Task description →
Each line in the entries below that holds the word "hosts" belongs in the answer.
++++++++
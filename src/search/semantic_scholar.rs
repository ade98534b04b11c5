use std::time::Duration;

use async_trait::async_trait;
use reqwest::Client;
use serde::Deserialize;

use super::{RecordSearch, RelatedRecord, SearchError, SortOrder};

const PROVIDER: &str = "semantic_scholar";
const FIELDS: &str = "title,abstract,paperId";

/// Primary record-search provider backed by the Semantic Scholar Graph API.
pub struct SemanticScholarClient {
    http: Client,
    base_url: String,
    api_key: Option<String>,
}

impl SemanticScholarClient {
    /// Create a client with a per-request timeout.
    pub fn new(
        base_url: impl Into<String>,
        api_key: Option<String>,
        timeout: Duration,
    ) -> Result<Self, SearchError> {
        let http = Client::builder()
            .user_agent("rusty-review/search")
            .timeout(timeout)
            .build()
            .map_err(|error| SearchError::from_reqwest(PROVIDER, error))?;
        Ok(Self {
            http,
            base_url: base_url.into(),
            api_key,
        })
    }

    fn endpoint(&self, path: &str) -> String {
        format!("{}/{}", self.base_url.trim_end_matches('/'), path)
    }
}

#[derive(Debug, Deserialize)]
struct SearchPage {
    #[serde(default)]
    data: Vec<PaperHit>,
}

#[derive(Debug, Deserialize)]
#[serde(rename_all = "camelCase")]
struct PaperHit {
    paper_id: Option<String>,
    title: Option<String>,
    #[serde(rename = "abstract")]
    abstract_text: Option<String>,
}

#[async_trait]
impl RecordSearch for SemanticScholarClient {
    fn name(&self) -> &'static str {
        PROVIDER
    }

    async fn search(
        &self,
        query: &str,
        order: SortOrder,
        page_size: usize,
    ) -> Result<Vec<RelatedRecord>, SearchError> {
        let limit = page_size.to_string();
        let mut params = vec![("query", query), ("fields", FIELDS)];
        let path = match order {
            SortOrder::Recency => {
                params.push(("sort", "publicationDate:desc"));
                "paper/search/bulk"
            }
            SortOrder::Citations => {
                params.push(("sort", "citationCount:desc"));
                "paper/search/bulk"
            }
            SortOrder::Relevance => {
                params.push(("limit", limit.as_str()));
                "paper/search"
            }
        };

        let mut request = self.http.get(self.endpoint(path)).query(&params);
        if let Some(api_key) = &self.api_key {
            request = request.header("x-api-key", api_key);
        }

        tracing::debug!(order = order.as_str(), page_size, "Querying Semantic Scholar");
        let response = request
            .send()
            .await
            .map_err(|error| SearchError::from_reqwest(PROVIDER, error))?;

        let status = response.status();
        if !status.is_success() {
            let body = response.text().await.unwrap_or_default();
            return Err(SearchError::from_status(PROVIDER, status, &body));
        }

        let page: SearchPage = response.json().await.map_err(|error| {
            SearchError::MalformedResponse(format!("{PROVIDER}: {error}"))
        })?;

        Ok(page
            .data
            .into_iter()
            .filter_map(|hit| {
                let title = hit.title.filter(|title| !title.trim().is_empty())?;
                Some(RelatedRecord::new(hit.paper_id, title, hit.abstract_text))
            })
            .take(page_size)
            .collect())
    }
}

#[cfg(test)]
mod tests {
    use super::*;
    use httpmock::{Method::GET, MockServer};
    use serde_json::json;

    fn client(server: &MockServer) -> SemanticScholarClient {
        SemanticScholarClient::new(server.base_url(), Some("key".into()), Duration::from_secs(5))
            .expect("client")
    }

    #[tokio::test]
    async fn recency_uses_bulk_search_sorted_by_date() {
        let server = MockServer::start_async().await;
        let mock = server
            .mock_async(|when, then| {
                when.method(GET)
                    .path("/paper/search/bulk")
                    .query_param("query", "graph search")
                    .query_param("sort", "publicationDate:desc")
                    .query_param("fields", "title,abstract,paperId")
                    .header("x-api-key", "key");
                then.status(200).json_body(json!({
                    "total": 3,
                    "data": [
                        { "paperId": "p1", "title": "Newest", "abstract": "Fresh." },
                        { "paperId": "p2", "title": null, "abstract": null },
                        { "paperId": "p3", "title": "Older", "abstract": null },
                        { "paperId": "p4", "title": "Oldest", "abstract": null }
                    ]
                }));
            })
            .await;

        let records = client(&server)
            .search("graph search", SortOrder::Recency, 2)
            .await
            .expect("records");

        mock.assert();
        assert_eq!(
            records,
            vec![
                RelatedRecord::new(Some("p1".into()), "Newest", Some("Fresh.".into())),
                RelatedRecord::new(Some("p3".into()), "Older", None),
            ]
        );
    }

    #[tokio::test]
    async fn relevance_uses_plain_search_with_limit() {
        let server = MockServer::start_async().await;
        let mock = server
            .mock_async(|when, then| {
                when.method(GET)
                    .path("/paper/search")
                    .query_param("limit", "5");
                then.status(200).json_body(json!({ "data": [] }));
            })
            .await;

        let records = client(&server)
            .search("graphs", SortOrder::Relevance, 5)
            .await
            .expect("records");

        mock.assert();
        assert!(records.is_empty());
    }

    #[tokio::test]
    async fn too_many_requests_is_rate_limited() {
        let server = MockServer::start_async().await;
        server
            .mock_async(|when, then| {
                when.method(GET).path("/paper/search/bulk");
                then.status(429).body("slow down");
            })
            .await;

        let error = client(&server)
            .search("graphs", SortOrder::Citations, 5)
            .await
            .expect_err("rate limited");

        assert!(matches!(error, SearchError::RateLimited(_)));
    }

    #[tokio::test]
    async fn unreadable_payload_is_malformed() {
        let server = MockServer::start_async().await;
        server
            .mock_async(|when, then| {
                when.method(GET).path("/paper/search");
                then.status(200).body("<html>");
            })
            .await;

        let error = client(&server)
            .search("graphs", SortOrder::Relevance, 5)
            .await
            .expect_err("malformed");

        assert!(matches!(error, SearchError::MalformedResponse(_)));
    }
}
++++++++
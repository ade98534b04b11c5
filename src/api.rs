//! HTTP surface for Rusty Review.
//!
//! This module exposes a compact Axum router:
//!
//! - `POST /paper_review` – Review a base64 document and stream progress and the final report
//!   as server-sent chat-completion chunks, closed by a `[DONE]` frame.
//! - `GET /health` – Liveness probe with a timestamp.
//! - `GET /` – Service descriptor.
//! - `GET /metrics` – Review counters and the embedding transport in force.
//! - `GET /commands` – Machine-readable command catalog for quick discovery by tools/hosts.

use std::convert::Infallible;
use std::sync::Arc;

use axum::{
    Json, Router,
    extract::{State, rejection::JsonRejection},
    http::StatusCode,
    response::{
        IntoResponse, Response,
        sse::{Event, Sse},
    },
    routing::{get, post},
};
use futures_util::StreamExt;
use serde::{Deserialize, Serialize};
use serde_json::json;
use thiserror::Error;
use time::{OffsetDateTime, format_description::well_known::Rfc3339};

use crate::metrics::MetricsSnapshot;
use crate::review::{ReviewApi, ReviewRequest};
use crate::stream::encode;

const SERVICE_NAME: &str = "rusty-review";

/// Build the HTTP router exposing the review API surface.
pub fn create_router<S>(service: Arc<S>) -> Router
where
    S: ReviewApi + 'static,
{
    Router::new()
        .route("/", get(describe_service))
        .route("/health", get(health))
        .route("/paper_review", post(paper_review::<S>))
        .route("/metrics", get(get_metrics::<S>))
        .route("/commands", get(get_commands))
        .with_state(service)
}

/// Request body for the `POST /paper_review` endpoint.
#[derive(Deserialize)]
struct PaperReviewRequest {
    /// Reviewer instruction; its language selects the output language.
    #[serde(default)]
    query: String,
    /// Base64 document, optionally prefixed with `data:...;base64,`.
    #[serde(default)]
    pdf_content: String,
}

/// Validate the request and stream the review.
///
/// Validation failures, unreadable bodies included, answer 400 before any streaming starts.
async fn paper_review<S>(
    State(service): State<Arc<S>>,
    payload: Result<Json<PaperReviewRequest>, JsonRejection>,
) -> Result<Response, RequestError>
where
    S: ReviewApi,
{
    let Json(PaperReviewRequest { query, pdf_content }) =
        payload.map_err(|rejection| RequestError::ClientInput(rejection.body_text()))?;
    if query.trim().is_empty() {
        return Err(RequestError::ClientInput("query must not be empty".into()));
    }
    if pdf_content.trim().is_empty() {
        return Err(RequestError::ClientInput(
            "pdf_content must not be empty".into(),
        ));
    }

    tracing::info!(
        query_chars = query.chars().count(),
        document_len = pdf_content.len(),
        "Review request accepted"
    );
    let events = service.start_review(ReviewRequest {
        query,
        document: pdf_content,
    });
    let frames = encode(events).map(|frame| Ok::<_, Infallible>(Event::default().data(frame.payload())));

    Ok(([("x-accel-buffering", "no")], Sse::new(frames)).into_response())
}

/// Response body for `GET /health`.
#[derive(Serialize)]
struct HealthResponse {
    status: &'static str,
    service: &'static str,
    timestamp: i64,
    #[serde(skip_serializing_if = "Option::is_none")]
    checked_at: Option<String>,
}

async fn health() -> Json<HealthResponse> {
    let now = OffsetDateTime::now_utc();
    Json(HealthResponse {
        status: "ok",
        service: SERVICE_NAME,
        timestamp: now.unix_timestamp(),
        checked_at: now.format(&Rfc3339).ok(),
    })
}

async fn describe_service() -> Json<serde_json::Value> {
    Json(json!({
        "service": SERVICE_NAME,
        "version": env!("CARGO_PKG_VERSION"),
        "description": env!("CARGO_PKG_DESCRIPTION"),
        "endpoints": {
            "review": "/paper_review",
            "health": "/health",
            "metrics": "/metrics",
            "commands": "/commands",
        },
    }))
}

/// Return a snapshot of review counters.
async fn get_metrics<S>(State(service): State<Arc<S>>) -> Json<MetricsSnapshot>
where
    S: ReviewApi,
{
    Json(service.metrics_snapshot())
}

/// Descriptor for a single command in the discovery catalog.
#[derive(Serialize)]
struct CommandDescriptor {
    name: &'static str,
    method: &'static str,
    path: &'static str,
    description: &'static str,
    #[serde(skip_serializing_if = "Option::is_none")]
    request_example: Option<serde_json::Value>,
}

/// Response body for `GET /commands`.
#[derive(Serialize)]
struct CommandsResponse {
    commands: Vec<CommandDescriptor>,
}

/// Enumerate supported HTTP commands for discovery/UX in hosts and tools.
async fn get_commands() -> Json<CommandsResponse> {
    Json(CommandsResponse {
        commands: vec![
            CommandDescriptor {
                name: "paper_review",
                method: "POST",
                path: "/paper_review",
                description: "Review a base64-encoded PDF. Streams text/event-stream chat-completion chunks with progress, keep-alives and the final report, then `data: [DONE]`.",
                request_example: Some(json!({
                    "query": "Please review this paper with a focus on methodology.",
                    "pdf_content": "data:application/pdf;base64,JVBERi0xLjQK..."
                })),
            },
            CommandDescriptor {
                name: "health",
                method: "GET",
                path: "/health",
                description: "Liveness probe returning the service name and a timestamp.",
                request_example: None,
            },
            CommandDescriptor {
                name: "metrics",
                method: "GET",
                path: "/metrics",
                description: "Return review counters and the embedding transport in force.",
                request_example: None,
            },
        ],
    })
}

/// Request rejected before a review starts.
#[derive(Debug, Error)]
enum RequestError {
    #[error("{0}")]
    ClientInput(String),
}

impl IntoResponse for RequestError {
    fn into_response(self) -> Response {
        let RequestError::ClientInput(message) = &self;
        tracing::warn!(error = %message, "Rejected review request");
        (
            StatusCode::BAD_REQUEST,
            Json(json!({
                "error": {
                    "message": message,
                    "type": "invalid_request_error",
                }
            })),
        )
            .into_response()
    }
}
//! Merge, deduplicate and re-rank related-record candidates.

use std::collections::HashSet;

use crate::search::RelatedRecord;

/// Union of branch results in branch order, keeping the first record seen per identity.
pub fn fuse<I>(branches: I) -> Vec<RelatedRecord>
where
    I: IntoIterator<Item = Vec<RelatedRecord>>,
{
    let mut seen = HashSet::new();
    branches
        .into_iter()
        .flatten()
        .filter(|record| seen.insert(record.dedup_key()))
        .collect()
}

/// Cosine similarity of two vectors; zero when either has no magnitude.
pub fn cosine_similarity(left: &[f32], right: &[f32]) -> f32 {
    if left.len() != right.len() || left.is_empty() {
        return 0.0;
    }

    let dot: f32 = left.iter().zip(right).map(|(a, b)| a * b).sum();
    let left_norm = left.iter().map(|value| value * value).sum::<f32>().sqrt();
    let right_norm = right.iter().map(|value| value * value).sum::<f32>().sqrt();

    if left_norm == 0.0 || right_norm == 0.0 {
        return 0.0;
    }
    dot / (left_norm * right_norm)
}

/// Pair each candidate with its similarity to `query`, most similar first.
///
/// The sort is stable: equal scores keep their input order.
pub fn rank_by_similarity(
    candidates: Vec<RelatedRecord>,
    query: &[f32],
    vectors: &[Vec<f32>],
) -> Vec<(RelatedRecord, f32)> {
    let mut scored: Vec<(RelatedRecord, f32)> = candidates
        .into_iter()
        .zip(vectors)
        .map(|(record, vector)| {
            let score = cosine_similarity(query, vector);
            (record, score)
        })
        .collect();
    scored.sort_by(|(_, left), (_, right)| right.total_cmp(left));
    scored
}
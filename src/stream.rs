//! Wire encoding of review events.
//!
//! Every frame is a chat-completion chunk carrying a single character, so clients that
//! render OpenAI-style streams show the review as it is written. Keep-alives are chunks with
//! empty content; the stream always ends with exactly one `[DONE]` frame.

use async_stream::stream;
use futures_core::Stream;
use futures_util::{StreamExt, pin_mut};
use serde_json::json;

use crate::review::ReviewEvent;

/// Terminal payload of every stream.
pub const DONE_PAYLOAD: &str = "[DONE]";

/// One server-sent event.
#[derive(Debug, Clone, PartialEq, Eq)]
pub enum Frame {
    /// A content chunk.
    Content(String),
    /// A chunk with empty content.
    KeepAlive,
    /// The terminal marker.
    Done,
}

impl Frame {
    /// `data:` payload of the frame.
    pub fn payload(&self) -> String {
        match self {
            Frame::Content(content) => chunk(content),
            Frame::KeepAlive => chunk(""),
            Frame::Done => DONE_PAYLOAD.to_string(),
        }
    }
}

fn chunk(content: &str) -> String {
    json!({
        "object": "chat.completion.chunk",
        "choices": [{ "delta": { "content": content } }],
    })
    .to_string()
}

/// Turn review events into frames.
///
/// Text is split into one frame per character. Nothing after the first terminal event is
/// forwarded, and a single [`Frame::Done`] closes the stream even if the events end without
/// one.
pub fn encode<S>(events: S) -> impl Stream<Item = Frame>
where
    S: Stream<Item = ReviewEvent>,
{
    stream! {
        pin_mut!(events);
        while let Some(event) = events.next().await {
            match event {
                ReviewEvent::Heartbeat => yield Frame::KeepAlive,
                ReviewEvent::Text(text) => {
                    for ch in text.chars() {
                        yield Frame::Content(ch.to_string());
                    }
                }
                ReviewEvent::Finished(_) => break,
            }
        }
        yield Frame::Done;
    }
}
++++++++
Solved problem →
//! - `GET /commands` – Machine-readable command catalog for quick discovery by tools/hosts.
/// Enumerate supported HTTP commands for discovery/UX in hosts and tools.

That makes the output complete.